Política

Bolsonaro contraria Ministério da Saúde e causa aglomeração em padaria

Das janelas de prédios na Asa Norte, pessoas protestaram com gritos de 'Fora Bolsonaro'.

Por  Estadão Conteúdo
- atualizado

O presidente Jair Bolsonaro voltou a descumprir as orientações do Ministério da Saúde para que as pessoas mantenham distanciamento social como medida de controle do novo coronavírus. No final da tarde desta quinta-feira, 9, ele esteve em uma padaria localizada na Asa Norte, bairro da capital federal. A presença do presidente gerou aglomeração. Ele posou para fotos e cumprimentou apoiadores. Das janelas dos prédios, pessoas protestaram contra a presença do chefe do Executivo.

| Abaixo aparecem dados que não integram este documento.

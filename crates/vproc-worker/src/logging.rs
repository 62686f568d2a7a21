//! Tracing setup and structured job logging.

use tracing::{error, info, warn, Span};
use tracing_subscriber::{fmt, prelude::*, EnvFilter};

use vproc_models::ProcessingJob;

/// Install the global subscriber.
///
/// `RUST_LOG` controls filtering (default `info`); `LOG_FORMAT=json`
/// switches to JSON lines.
pub fn init_tracing() {
    let use_json = std::env::var("LOG_FORMAT")
        .map(|v| v.eq_ignore_ascii_case("json"))
        .unwrap_or(false);

    let env_filter = EnvFilter::try_from_default_env().unwrap_or_else(|_| EnvFilter::new("info"));

    if use_json {
        tracing_subscriber::registry()
            .with(fmt::layer().json())
            .with(env_filter)
            .init();
    } else {
        tracing_subscriber::registry()
            .with(fmt::layer().with_target(true).with_thread_ids(false))
            .with(env_filter)
            .init();
    }
}

/// Lifecycle logging for one job attempt with consistent fields.
#[derive(Debug, Clone)]
pub struct JobLogger {
    video_id: String,
    user_id: String,
    attempt: u32,
}

impl JobLogger {
    pub fn new(job: &ProcessingJob) -> Self {
        Self {
            video_id: job.video_id.to_string(),
            user_id: job.user_id.clone(),
            attempt: job.retry_count + 1,
        }
    }

    pub fn log_start(&self, message: &str) {
        info!(video_id = %self.video_id, attempt = self.attempt, "Job started: {}", message);
    }

    pub fn log_stage(&self, stage: &str, progress: u32) {
        info!(video_id = %self.video_id, attempt = self.attempt, stage, progress, "Job stage");
    }

    pub fn log_warning(&self, message: &str) {
        warn!(video_id = %self.video_id, attempt = self.attempt, "Job warning: {}", message);
    }

    pub fn log_error(&self, message: &str) {
        error!(video_id = %self.video_id, attempt = self.attempt, "Job error: {}", message);
    }

    pub fn log_completion(&self, message: &str) {
        info!(video_id = %self.video_id, attempt = self.attempt, "Job completed: {}", message);
    }

    pub fn video_id(&self) -> &str {
        &self.video_id
    }

    pub fn attempt(&self) -> u32 {
        self.attempt
    }

    /// Span wrapping the whole attempt.
    pub fn create_span(&self) -> Span {
        tracing::info_span!(
            "job",
            video_id = %self.video_id,
            user_id = %self.user_id,
            attempt = self.attempt
        )
    }
}
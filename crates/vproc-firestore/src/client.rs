//! Firestore REST API client.
//!
//! Covers the document reads and masked merges the status repository needs:
//! - Token caching with refresh margin, one retry on an expired token
//! - HTTP client tuning (pooling, timeouts)
//! - Exponential backoff with jitter for retryable failures
//! - Tracing spans and request metrics

use std::collections::HashMap;
use std::sync::Arc;
use std::time::{Duration, Instant};

use gcp_auth::{CustomServiceAccount, TokenProvider};
use reqwest::{Client, RequestBuilder, Response, StatusCode};
use tracing::{debug, info_span, Instrument};

use crate::error::{FirestoreError, FirestoreResult};
use crate::metrics::record_request;
use crate::retry::{with_retry, RetryConfig};
use crate::token_cache::{AuthSource, TokenCache};
use crate::types::{Document, Value};

/// Token the Firestore emulator accepts as an admin credential.
const EMULATOR_TOKEN: &str = "owner";

/// Firestore client configuration.
#[derive(Debug, Clone)]
pub struct FirestoreConfig {
    /// GCP project ID
    pub project_id: String,
    /// Database ID (usually "(default)")
    pub database_id: String,
    /// Collection holding video documents
    pub videos_collection: String,
    /// `host:port` of a Firestore emulator; when set, requests go there
    /// over plain HTTP without Google credentials
    pub emulator_host: Option<String>,
    /// Request timeout
    pub timeout: Duration,
    /// Connect timeout
    pub connect_timeout: Duration,
    /// Retry configuration
    pub retry: RetryConfig,
}

impl FirestoreConfig {
    /// Config for `project_id` with defaults for everything else.
    pub fn new(project_id: impl Into<String>) -> Self {
        Self {
            project_id: project_id.into(),
            database_id: "(default)".to_string(),
            videos_collection: "videos".to_string(),
            emulator_host: None,
            timeout: Duration::from_secs(30),
            connect_timeout: Duration::from_secs(5),
            retry: RetryConfig::default(),
        }
    }

    /// Create config from environment variables.
    pub fn from_env() -> FirestoreResult<Self> {
        let project_id = std::env::var("GCP_PROJECT_ID")
            .or_else(|_| std::env::var("FIREBASE_PROJECT_ID"))
            .unwrap_or_default();
        if project_id.is_empty() {
            return Err(FirestoreError::config_error(
                "GCP_PROJECT_ID or FIREBASE_PROJECT_ID must be set to access Firestore",
            ));
        }

        let mut config = Self::new(project_id);
        if let Ok(db) = std::env::var("FIRESTORE_DATABASE_ID") {
            config.database_id = db;
        }
        if let Ok(collection) = std::env::var("FIRESTORE_VIDEOS_COLLECTION") {
            config.videos_collection = collection;
        }
        config.emulator_host = std::env::var("FIRESTORE_EMULATOR_HOST")
            .ok()
            .filter(|h| !h.is_empty());
        if let Some(secs) = std::env::var("FIRESTORE_CONNECT_TIMEOUT_SECS")
            .ok()
            .and_then(|s| s.parse().ok())
        {
            config.connect_timeout = Duration::from_secs(secs);
        }
        config.retry = RetryConfig::from_env();
        Ok(config)
    }

    fn base_url(&self) -> String {
        let origin = match &self.emulator_host {
            Some(host) if host.starts_with("http://") || host.starts_with("https://") => {
                host.trim_end_matches('/').to_string()
            }
            Some(host) => format!("http://{}", host),
            None => "https://firestore.googleapis.com".to_string(),
        };
        format!(
            "{}/v1/projects/{}/databases/{}/documents",
            origin, self.project_id, self.database_id
        )
    }
}

/// Firestore REST API client.
#[derive(Clone)]
pub struct FirestoreClient {
    http: Client,
    config: FirestoreConfig,
    base_url: String,
    token_cache: Arc<TokenCache>,
}

impl FirestoreClient {
    /// Create a client, resolving credentials from the environment.
    ///
    /// Uses the emulator token when an emulator host is configured, the
    /// service account in `GOOGLE_APPLICATION_CREDENTIALS` when set, and
    /// Application Default Credentials otherwise.
    pub async fn new(config: FirestoreConfig) -> FirestoreResult<Self> {
        let auth = if config.emulator_host.is_some() {
            AuthSource::Static(EMULATOR_TOKEN.to_string())
        } else {
            AuthSource::Provider(Self::create_auth_provider().await?)
        };
        Self::with_auth(config, auth)
    }

    /// Create a client with an explicit token source.
    pub fn with_auth(config: FirestoreConfig, auth: AuthSource) -> FirestoreResult<Self> {
        let http = Client::builder()
            .timeout(config.timeout)
            .connect_timeout(config.connect_timeout)
            .pool_idle_timeout(Duration::from_secs(90))
            .pool_max_idle_per_host(10)
            .user_agent(concat!("vproc-firestore/", env!("CARGO_PKG_VERSION")))
            .build()
            .map_err(FirestoreError::Network)?;

        Ok(Self {
            http,
            base_url: config.base_url(),
            config,
            token_cache: Arc::new(TokenCache::new(auth)),
        })
    }

    /// Create from environment variables.
    pub async fn from_env() -> FirestoreResult<Self> {
        Self::new(FirestoreConfig::from_env()?).await
    }

    async fn create_auth_provider() -> FirestoreResult<Arc<dyn TokenProvider>> {
        let service_account = CustomServiceAccount::from_env().map_err(|e| {
            FirestoreError::auth_error(format!("Failed to load service account: {}", e))
        })?;
        if let Some(sa) = service_account {
            return Ok(Arc::new(sa));
        }
        gcp_auth::provider()
            .await
            .map_err(|e| FirestoreError::auth_error(format!("No Google credentials found: {}", e)))
    }

    pub fn config(&self) -> &FirestoreConfig {
        &self.config
    }

    fn document_url(&self, collection: &str, doc_id: &str) -> String {
        format!(
            "{}/{}/{}",
            self.base_url,
            collection,
            urlencoding::encode(doc_id)
        )
    }

    /// Get a document; `None` when it does not exist.
    pub async fn get_document(&self, collection: &str, doc_id: &str) -> FirestoreResult<Option<Document>> {
        let url = self.document_url(collection, doc_id);
        let url = url.as_str();

        with_retry(&self.config.retry, "get_document", || {
            self.execute_request("get_document", collection, doc_id, async move {
                let response = self.send_authorized(|token| self.http.get(url).bearer_auth(token)).await?;
                match response.status() {
                    StatusCode::OK => Ok(Some(response.json::<Document>().await?)),
                    StatusCode::NOT_FOUND => Ok(None),
                    status => Err(Self::error_from_response(status, url, response).await),
                }
            })
        })
        .await
    }

    /// Merge `fields` into a document.
    ///
    /// With an update mask only the listed field paths are written (a path
    /// in the mask but absent from `fields` is deleted) and the document is
    /// created if missing. Without a mask the whole document is replaced.
    pub async fn update_document(
        &self,
        collection: &str,
        doc_id: &str,
        fields: HashMap<String, Value>,
        update_mask: Option<&[&str]>,
    ) -> FirestoreResult<Document> {
        let mut url = self.document_url(collection, doc_id);
        if let Some(mask) = update_mask.filter(|m| !m.is_empty()) {
            let params: Vec<String> = mask
                .iter()
                .map(|f| format!("updateMask.fieldPaths={}", urlencoding::encode(f)))
                .collect();
            url = format!("{}?{}", url, params.join("&"));
        }
        let body = Document::new(fields);
        let (url, body) = (url.as_str(), &body);

        with_retry(&self.config.retry, "update_document", || {
            self.execute_request("update_document", collection, doc_id, async move {
                let response = self
                    .send_authorized(|token| self.http.patch(url).bearer_auth(token).json(body))
                    .await?;
                match response.status() {
                    StatusCode::OK => Ok(response.json::<Document>().await?),
                    status => Err(Self::error_from_response(status, url, response).await),
                }
            })
        })
        .await
    }

    /// Send a request, retrying once with a fresh token if the current one
    /// has expired.
    async fn send_authorized<F>(&self, build: F) -> FirestoreResult<Response>
    where
        F: Fn(&str) -> RequestBuilder,
    {
        let token = self.token_cache.get_token().await?;
        let response = build(&token).send().await?;
        if response.status() != StatusCode::UNAUTHORIZED {
            return Ok(response);
        }

        let body = response.text().await.unwrap_or_default();
        if !Self::is_access_token_expired(&body) {
            return Err(FirestoreError::auth_error(body));
        }

        debug!("Firestore access token expired, refreshing");
        self.token_cache.invalidate().await;
        let token = self.token_cache.get_token().await?;
        Ok(build(&token).send().await?)
    }

    fn is_access_token_expired(body: &str) -> bool {
        body.contains("ACCESS_TOKEN_EXPIRED") || body.contains("\"UNAUTHENTICATED\"")
    }

    /// Run one request attempt inside a span and record its metrics.
    async fn execute_request<T, F>(&self, operation: &str, collection: &str, doc_id: &str, fut: F) -> FirestoreResult<T>
    where
        F: std::future::Future<Output = FirestoreResult<T>>,
    {
        let span = info_span!(
            "firestore_request",
            operation = %operation,
            collection = %collection,
            doc_id = %doc_id
        );

        let start = Instant::now();
        let result = fut.instrument(span).await;
        let status = match &result {
            Ok(_) => 200,
            Err(e) => e.http_status().unwrap_or(500),
        };
        record_request(operation, status, start.elapsed().as_millis() as f64);

        result
    }

    async fn error_from_response(status: StatusCode, url: &str, response: Response) -> FirestoreError {
        let retry_after = response
            .headers()
            .get(reqwest::header::RETRY_AFTER)
            .and_then(|v| v.to_str().ok())
            .and_then(|v| v.trim().parse::<u64>().ok());
        let body = response.text().await.unwrap_or_default();

        match (status, retry_after) {
            (StatusCode::TOO_MANY_REQUESTS, Some(secs)) => {
                FirestoreError::RateLimited(secs.saturating_mul(1000))
            }
            _ => FirestoreError::from_http_status(status.as_u16(), format!("{} failed: {}", url, body)),
        }
    }
}

#[cfg(test)]
mod tests {
    use super::*;
    use serial_test::serial;

    #[test]
    #[serial]
    fn test_config_from_env_requires_project() {
        std::env::remove_var("GCP_PROJECT_ID");
        std::env::remove_var("FIREBASE_PROJECT_ID");
        assert!(matches!(
            FirestoreConfig::from_env(),
            Err(FirestoreError::ConfigError(_))
        ));
    }

    #[test]
    #[serial]
    fn test_config_defaults_and_overrides() {
        std::env::set_var("GCP_PROJECT_ID", "test-project");
        std::env::set_var("FIRESTORE_VIDEOS_COLLECTION", "uploads");
        std::env::remove_var("FIRESTORE_DATABASE_ID");
        std::env::remove_var("FIRESTORE_EMULATOR_HOST");

        let config = FirestoreConfig::from_env().unwrap();
        assert_eq!(config.database_id, "(default)");
        assert_eq!(config.videos_collection, "uploads");
        assert_eq!(config.connect_timeout, Duration::from_secs(5));
        assert_eq!(
            config.base_url(),
            "https://firestore.googleapis.com/v1/projects/test-project/databases/(default)/documents"
        );

        std::env::remove_var("GCP_PROJECT_ID");
        std::env::remove_var("FIRESTORE_VIDEOS_COLLECTION");
    }

    #[test]
    fn test_emulator_base_url() {
        let mut config = FirestoreConfig::new("demo");
        config.emulator_host = Some("localhost:8080".to_string());
        assert_eq!(
            config.base_url(),
            "http://localhost:8080/v1/projects/demo/databases/(default)/documents"
        );
    }
}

Houve gritos de “Fora Bolsonaro.”

O presidente deixou o Planalto por volta das 17h15. Acompanhando de seguranças e do ministro da Infraestrutura, Tarcísio Gomes de Freitas, ele chegou à padaria de surpresa. Em um vídeo divulgado pelo deputado Eduardo Bolsonaro (PSL-SP), que também acompanhou o passeio, o presidente come um pão doce e bebe refrigerante.

Bolsonaro abraçou funcionários do comércio que pediram para tirar fotos. Ao deixar o local, o presidente também foi cercado por várias pessoas, que se aglomeraram também para fazer registro do passeio. Dos prédios, moradores criticaram a presença do presidente. Houve gritos de “Fora Bolsonaro” e algumas pessoas bateram panela.

Hoje, pelo terceiro dia consecutivo, o Brasil registrou novo recorde de mortes decorrentes do novo coronavírus em um único dia, nesta quinta-feira, 9. De ontem para hoje, foram 141 óbitos. No total, são pelos menos 941 vítimas da doença no País. O número total de casos oficialmente confirmados subiu de 15.927 para 17.857 casos, um aumento de 12% em apenas 24 horas.

No dia 29 de março, o presidente já havia quebrado o isolamento ao percorrer comércios em Taguatinga e Ceilândia, regiões administrativas do Distrito Federal. O passeio havia ocorrido um dia após o ministro da Saúde, Luiz Henrique Mandetta, reforçar o pedido para que as pessoas mantenham o distanciamento social.

Bolsonaro tem defendido que pessoas jovens voltem ao trabalho para evitar um colapso econômico e que a quarentena seja feita apenas pelo grupo de risco, ou seja pessoas com doenças e idosos. O presidente tem 65 anos.

No dia 15 de março, Bolsonaro já havia descumprido as recomendações de autoridades sanitárias mundiais ao ir ao encontro de apoiadores em uma manifestação pró-governo.